TASK TO COMPLETE – Repeat only part of the entries. Start at the line that has "rest = &after[close + 1..];" and keep going through the last line, exactly as given.

(Collected data entries)
++++

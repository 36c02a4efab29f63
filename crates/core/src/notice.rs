use serde::Serialize;

/// How a finished session ended.
#[derive(Debug, Clone, Copy, PartialEq, Eq, Serialize)]
#[serde(rename_all = "snake_case")]
pub enum SessionOutcome {
    /// The alien countdown ran out.
    EarthDestroyed,
    /// Every quiz attempt was used without a pass.
    Exhausted,
    /// A quiz was passed.
    Passed,
    /// The teacher quit.
    Quit,
}

impl SessionOutcome {
    pub fn is_success(self) -> bool {
        self == SessionOutcome::Passed
    }
}

/// Everything a classroom emits for a transport to render, in order.
#[derive(Debug, Clone, PartialEq, Eq, Serialize)]
#[serde(tag = "kind", rename_all = "snake_case")]
pub enum Notice {
    /// Narration or bookkeeping from the game itself.
    System { text: String },
    /// Something the student says.
    Student { text: String },
    /// A disruptive random event just happened.
    RandomEvent { text: String },
    /// A curriculum fact shown at setup.
    CurriculumFact { text: String },
    /// A quiz question being asked.
    Question { text: String },
    /// The grade for the previous quiz answer.
    Grade { passed: bool },
    /// Turns remaining before the aliens arrive.
    AlienDeadline { turns: i32 },
    /// The session is over; no further input is accepted.
    SessionOver { outcome: SessionOutcome },
}

impl Notice {
    pub fn system(text: impl Into<String>) -> Self {
        Notice::System { text: text.into() }
    }

    pub fn student(text: impl Into<String>) -> Self {
        Notice::Student { text: text.into() }
    }

    pub fn random_event(text: impl Into<String>) -> Self {
        Notice::RandomEvent { text: text.into() }
    }
}

#[cfg(test)]
mod tests {
    use super::*;

    #[test]
    fn test_notice_serialization_is_tagged() {
        let json = serde_json::to_string(&Notice::student("Cool.")).unwrap();
        assert_eq!(json, r#"{"kind":"student","text":"Cool."}"#);

        let json = serde_json::to_string(&Notice::SessionOver {
            outcome: SessionOutcome::EarthDestroyed,
        })
        .unwrap();
        assert_eq!(json, r#"{"kind":"session_over","outcome":"earth_destroyed"}"#);
    }

    #[test]
    fn test_only_passed_is_success() {
        assert!(SessionOutcome::Passed.is_success());
        assert!(!SessionOutcome::Quit.is_success());
        assert!(!SessionOutcome::Exhausted.is_success());
        assert!(!SessionOutcome::EarthDestroyed.is_success());
    }
}
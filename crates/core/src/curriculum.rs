//! Curriculum Generation Service
//!
//! This module produces the read-only material a session starts with: a short
//! list of atomic facts about the topic and a bank of exam questions. It runs
//! once, during setup, before the first teacher turn.

use crate::oracle::{Oracle, OracleMessage, OracleRequest};
use crate::prompts::{PromptKey, PromptLibrary};
use crate::state::TestQuestion;
use anyhow::{Context, Result};
use async_trait::async_trait;
use schemars::JsonSchema;
use serde::{Deserialize, Serialize};
use std::sync::Arc;

/// Maximum number of curriculum facts kept.
pub const MAX_FACTS: usize = 5;
/// Maximum number of exam questions kept.
pub const MAX_QUESTIONS: usize = 10;

/// The JSON document the oracle is asked to produce for the test bank.
#[derive(Debug, Clone, Default, Serialize, Deserialize, JsonSchema)]
pub struct TestBank {
    #[serde(default)]
    pub questions: Vec<TestQuestion>,
}

/// Defines the contract for any service that can generate session material.
///
/// This abstraction allows the system to swap between an oracle-backed
/// generator and a static one while keeping setup identical.
#[async_trait]
pub trait CurriculumService: Send + Sync {
    /// Generates up to `MAX_FACTS` short facts about `topic`.
    async fn generate_curriculum(&self, topic: &str) -> Result<Vec<String>>;

    /// Generates up to `MAX_QUESTIONS` exam questions grounded in `curriculum`.
    async fn generate_test_bank(
        &self,
        topic: &str,
        curriculum: &[String],
    ) -> Result<Vec<TestQuestion>>;
}

/// An implementation of `CurriculumService` that asks the oracle.
pub struct LLMCurriculumService {
    oracle: Arc<dyn Oracle>,
    prompts: Arc<PromptLibrary>,
}

impl LLMCurriculumService {
    pub fn new(oracle: Arc<dyn Oracle>, prompts: Arc<PromptLibrary>) -> Self {
        Self { oracle, prompts }
    }
}

#[async_trait]
impl CurriculumService for LLMCurriculumService {
    async fn generate_curriculum(&self, topic: &str) -> Result<Vec<String>> {
        let prompt = self
            .prompts
            .render(PromptKey::Curriculum, &[("topic", topic)]);
        let request = OracleRequest::text(vec![
            OracleMessage::system("Curriculum Generator."),
            OracleMessage::user(prompt),
        ]);
        let answer = self
            .oracle
            .complete(request)
            .await
            .context("Curriculum generation failed")?;
        Ok(parse_facts(&answer))
    }

    async fn generate_test_bank(
        &self,
        topic: &str,
        curriculum: &[String],
    ) -> Result<Vec<TestQuestion>> {
        let curriculum_json = serde_json::to_string(curriculum)?;
        let schema = serde_json::to_string_pretty(&schemars::schema_for!(TestBank))?;
        let prompt = self.prompts.render(
            PromptKey::TestBank,
            &[
                ("topic", topic),
                ("curriculum", curriculum_json.as_str()),
                ("schema", schema.as_str()),
            ],
        );
        let request = OracleRequest::json(vec![OracleMessage::user(prompt)]);
        let raw = self
            .oracle
            .complete(request)
            .await
            .context("Test bank generation failed")?;
        parse_test_bank(&raw)
    }
}

/// Keeps the first `MAX_FACTS` non-empty lines, without list markers.
pub fn parse_facts(answer: &str) -> Vec<String> {
    answer
        .lines()
        .map(strip_list_marker)
        .filter(|line| !line.is_empty())
        .map(str::to_string)
        .take(MAX_FACTS)
        .collect()
}

/// Parses the oracle's JSON test bank, dropping questions with no text.
pub fn parse_test_bank(raw: &str) -> Result<Vec<TestQuestion>> {
    let bank: TestBank =
        serde_json::from_str(raw.trim()).context("Test bank response was not valid JSON")?;
    Ok(bank
        .questions
        .into_iter()
        .filter(|q| !q.question.trim().is_empty())
        .take(MAX_QUESTIONS)
        .collect())
}

fn strip_list_marker(line: &str) -> &str {
    let line = line.trim();
    let without_number = line.trim_start_matches(|c: char| c.is_ascii_digit());
    if without_number.len() < line.len() {
        if let Some(rest) = without_number
            .strip_prefix('.')
            .or_else(|| without_number.strip_prefix(')'))
        {
            return rest.trim();
        }
        return line;
    }
    line.strip_prefix("- ")
        .or_else(|| line.strip_prefix("* "))
        .map(str::trim)
        .unwrap_or(line)
}

/// A static `CurriculumService` for development and integration testing.
///
/// Always produces the same facts and questions, so sessions built on it are
/// reproducible without any oracle traffic.
pub struct MockCurriculumService;

#[async_trait]
impl CurriculumService for MockCurriculumService {
    async fn generate_curriculum(&self, topic: &str) -> Result<Vec<String>> {
        Ok(vec![
            format!("{} has a definition", topic),
            format!("{} has a mechanism", topic),
            format!("{} has an example", topic),
        ])
    }

    async fn generate_test_bank(
        &self,
        topic: &str,
        curriculum: &[String],
    ) -> Result<Vec<TestQuestion>> {
        Ok(curriculum
            .iter()
            .enumerate()
            .map(|(i, fact)| TestQuestion {
                difficulty: "easy".to_string(),
                question: format!("Question {} about {}?", i + 1, topic),
                standard_answer: fact.clone(),
            })
            .collect())
    }
}
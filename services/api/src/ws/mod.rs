//! WebSocket Session Management
//!
//! - `protocol`: Defines the JSON-based message format for client-server communication.
//! - `session`: Manages the WebSocket connection lifecycle, from handshake to game over.

pub mod protocol;
pub mod session;

pub use session::ws_handler;
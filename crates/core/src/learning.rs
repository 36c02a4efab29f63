//! Learning Processor
//!
//! Turns one teacher utterance into an attention update and, if the student
//! is awake and paying attention, a candidate notebook entry. The processor
//! never writes to the ledger itself; the session loop appends the note.

use crate::notice::Notice;
use crate::oracle::{Oracle, OracleMessage, OracleRequest};
use crate::prompts::{PromptKey, PromptLibrary};
use crate::state::{SessionState, WAKE_ATTENTION};
use tracing::{debug, info, warn};

pub const WAKE_PHRASES: [&str; 3] = ["WAKE", "UP", "HEY"];
/// Messages with more words than this cost attention.
pub const LONG_MESSAGE_WORDS: usize = 35;
pub const LONG_MESSAGE_PENALTY: i32 = 15;
pub const QUESTION_BONUS: i32 = 10;
/// Below this attention nothing is learned.
pub const ATTENTION_FLOOR: i32 = 20;

/// What the student got out of one teacher utterance.
#[derive(Debug, Clone, PartialEq, Eq)]
pub enum LearningOutcome {
    /// A new note for the ledger.
    Note(String),
    /// Nothing was written down this turn.
    NoNote,
    /// The student slept through it.
    Asleep,
}

impl LearningOutcome {
    pub fn note(&self) -> Option<&str> {
        match self {
            LearningOutcome::Note(note) => Some(note),
            _ => None,
        }
    }
}

/// Case-insensitive substring scan for a wake phrase.
pub fn contains_wake_phrase(text: &str) -> bool {
    let upper = text.to_uppercase();
    WAKE_PHRASES.iter().any(|phrase| upper.contains(phrase))
}

/// Applies the word-count and question-mark adjustments.
///
/// Both checks are independent; a long question nets -5.
pub fn apply_attention_mechanics(state: &mut SessionState, text: &str, notices: &mut Vec<Notice>) {
    let word_count = text.split_whitespace().count();
    if word_count > LONG_MESSAGE_WORDS {
        state.attention_span -= LONG_MESSAGE_PENALTY;
        notices.push(Notice::system(format!(
            "Message too long! Attention dropped to {}%.",
            state.attention_span
        )));
    }
    if text.contains('?') {
        state.raise_attention(QUESTION_BONUS);
    }
    debug!(word_count, attention = state.attention_span, "Attention updated");
}

/// Processes one teacher utterance.
pub async fn process(
    state: &mut SessionState,
    teacher_text: &str,
    oracle: &dyn Oracle,
    prompts: &PromptLibrary,
    notices: &mut Vec<Notice>,
) -> LearningOutcome {
    if state.is_asleep {
        if contains_wake_phrase(teacher_text) {
            state.is_asleep = false;
            state.attention_span = WAKE_ATTENTION;
            info!("Student woke up");
            notices.push(Notice::system("The student wakes up, groggy."));
            return LearningOutcome::NoNote;
        }
        return LearningOutcome::Asleep;
    }

    apply_attention_mechanics(state, teacher_text, notices);

    if state.attention_span < ATTENTION_FLOOR {
        debug!(attention = state.attention_span, "Student tuned out");
        return LearningOutcome::NoNote;
    }

    let attention = state.attention_span.to_string();
    let notebook = state.knowledge_ledger.bulleted();
    let system_prompt = prompts.render(
        PromptKey::NoteTaker,
        &[
            ("persona", state.persona.as_str()),
            ("attention", attention.as_str()),
            ("notebook", notebook.as_str()),
            ("teacher_text", teacher_text),
        ],
    );
    let request = OracleRequest::text(vec![
        OracleMessage::system(system_prompt),
        OracleMessage::user(teacher_text),
    ]);

    match oracle.complete(request).await {
        Ok(note) => validate_note(note),
        Err(e) => {
            warn!(error = %e, "Note synthesis failed, no note this turn");
            LearningOutcome::NoNote
        }
    }
}

fn validate_note(note: String) -> LearningOutcome {
    let note = note.trim();
    if note.contains("NOTHING") || note.chars().count() < 3 {
        LearningOutcome::NoNote
    } else {
        LearningOutcome::Note(note.to_string())
    }
}
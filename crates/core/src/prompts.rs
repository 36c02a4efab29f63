//! Prompt Library
//!
//! Every oracle prompt is a Markdown template with `{name}` placeholders. The
//! defaults are compiled into the binary; a prompts directory can override
//! any of them by file stem (e.g. `note_taker.md`).

use anyhow::{Context, Result};
use std::collections::HashMap;
use std::fs;
use std::path::Path;
use tracing::info;

/// Identifies one prompt template.
#[derive(Debug, Clone, Copy, PartialEq, Eq, Hash)]
pub enum PromptKey {
    Curriculum,
    TestBank,
    StudentSystem,
    NoteTaker,
    TurnState,
    QuizStudent,
    QuizGrader,
    Misconception,
    Eureka,
}

impl PromptKey {
    pub const ALL: [PromptKey; 9] = [
        PromptKey::Curriculum,
        PromptKey::TestBank,
        PromptKey::StudentSystem,
        PromptKey::NoteTaker,
        PromptKey::TurnState,
        PromptKey::QuizStudent,
        PromptKey::QuizGrader,
        PromptKey::Misconception,
        PromptKey::Eureka,
    ];

    /// File stem used when loading overrides from disk.
    pub fn file_stem(self) -> &'static str {
        match self {
            PromptKey::Curriculum => "curriculum",
            PromptKey::TestBank => "test_bank",
            PromptKey::StudentSystem => "student_system",
            PromptKey::NoteTaker => "note_taker",
            PromptKey::TurnState => "turn_state",
            PromptKey::QuizStudent => "quiz_student",
            PromptKey::QuizGrader => "quiz_grader",
            PromptKey::Misconception => "misconception",
            PromptKey::Eureka => "eureka",
        }
    }

    fn embedded(self) -> &'static str {
        match self {
            PromptKey::Curriculum => include_str!("../prompts/curriculum.md"),
            PromptKey::TestBank => include_str!("../prompts/test_bank.md"),
            PromptKey::StudentSystem => include_str!("../prompts/student_system.md"),
            PromptKey::NoteTaker => include_str!("../prompts/note_taker.md"),
            PromptKey::TurnState => include_str!("../prompts/turn_state.md"),
            PromptKey::QuizStudent => include_str!("../prompts/quiz_student.md"),
            PromptKey::QuizGrader => include_str!("../prompts/quiz_grader.md"),
            PromptKey::Misconception => include_str!("../prompts/misconception.md"),
            PromptKey::Eureka => include_str!("../prompts/eureka.md"),
        }
    }

    fn from_file_stem(stem: &str) -> Option<Self> {
        Self::ALL.into_iter().find(|key| key.file_stem() == stem)
    }
}

/// The full set of prompt templates used by a classroom.
#[derive(Debug, Clone)]
pub struct PromptLibrary {
    templates: HashMap<PromptKey, String>,
}

impl Default for PromptLibrary {
    fn default() -> Self {
        let templates = PromptKey::ALL
            .into_iter()
            .map(|key| (key, key.embedded().to_string()))
            .collect();
        Self { templates }
    }
}

impl PromptLibrary {
    /// Overrides templates with any `*.md` file in `dir` whose stem names a prompt.
    ///
    /// Unknown files are ignored.
    pub fn with_overrides_from(mut self, dir: &Path) -> Result<Self> {
        let entries = fs::read_dir(dir)
            .with_context(|| format!("Failed to read prompts directory {}", dir.display()))?;
        for entry in entries {
            let path = entry?.path();
            if !path.is_file() || path.extension().and_then(|s| s.to_str()) != Some("md") {
                continue;
            }
            let stem = path
                .file_stem()
                .and_then(|s| s.to_str())
                .context("Could not get file stem")?;
            if let Some(key) = PromptKey::from_file_stem(stem) {
                let content = fs::read_to_string(&path)
                    .with_context(|| format!("Failed to read prompt {}", path.display()))?;
                info!(prompt = stem, "Loaded prompt override");
                self.templates.insert(key, content);
            }
        }
        Ok(self)
    }

    /// Returns the raw template for `key`.
    pub fn template(&self, key: PromptKey) -> &str {
        self.templates
            .get(&key)
            .map(String::as_str)
            .unwrap_or_else(|| key.embedded())
    }

    /// Renders `key`, substituting `{name}` placeholders from `vars`.
    pub fn render(&self, key: PromptKey, vars: &[(&str, &str)]) -> String {
        render_template(self.template(key), vars)
    }
}

/// Single-pass placeholder substitution.
///
/// Substituted values are never rescanned, so teacher text containing
/// `{persona}` stays literal. Braces that do not enclose a known name are kept.
fn render_template(template: &str, vars: &[(&str, &str)]) -> String {
    let mut out = String::with_capacity(template.len());
    let mut rest = template;
    while let Some(open) = rest.find('{') {
        out.push_str(&rest[..open]);
        let after = &rest[open + 1..];
        let replaced = after.find('}').and_then(|close| {
            let name = &after[..close];
            vars.iter()
                .find(|(key, _)| *key == name)
                .map(|(_, value)| (close, *value))
        });
        match replaced {
            Some((close, value)) => {
                out.push_str(value);
                rest = &after[close + 1..];
            }
            None => {
                out.push('{');
                rest = after;
            }
        }
    }
    out.push_str(rest);
    out
}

++++

OUTPUT FOR THIS TASK –
                rest = &after[close + 1..];
            }
            None => {
                out.push('{');
                rest = after;
            }
        }
    }
    out.push_str(rest);
    out
}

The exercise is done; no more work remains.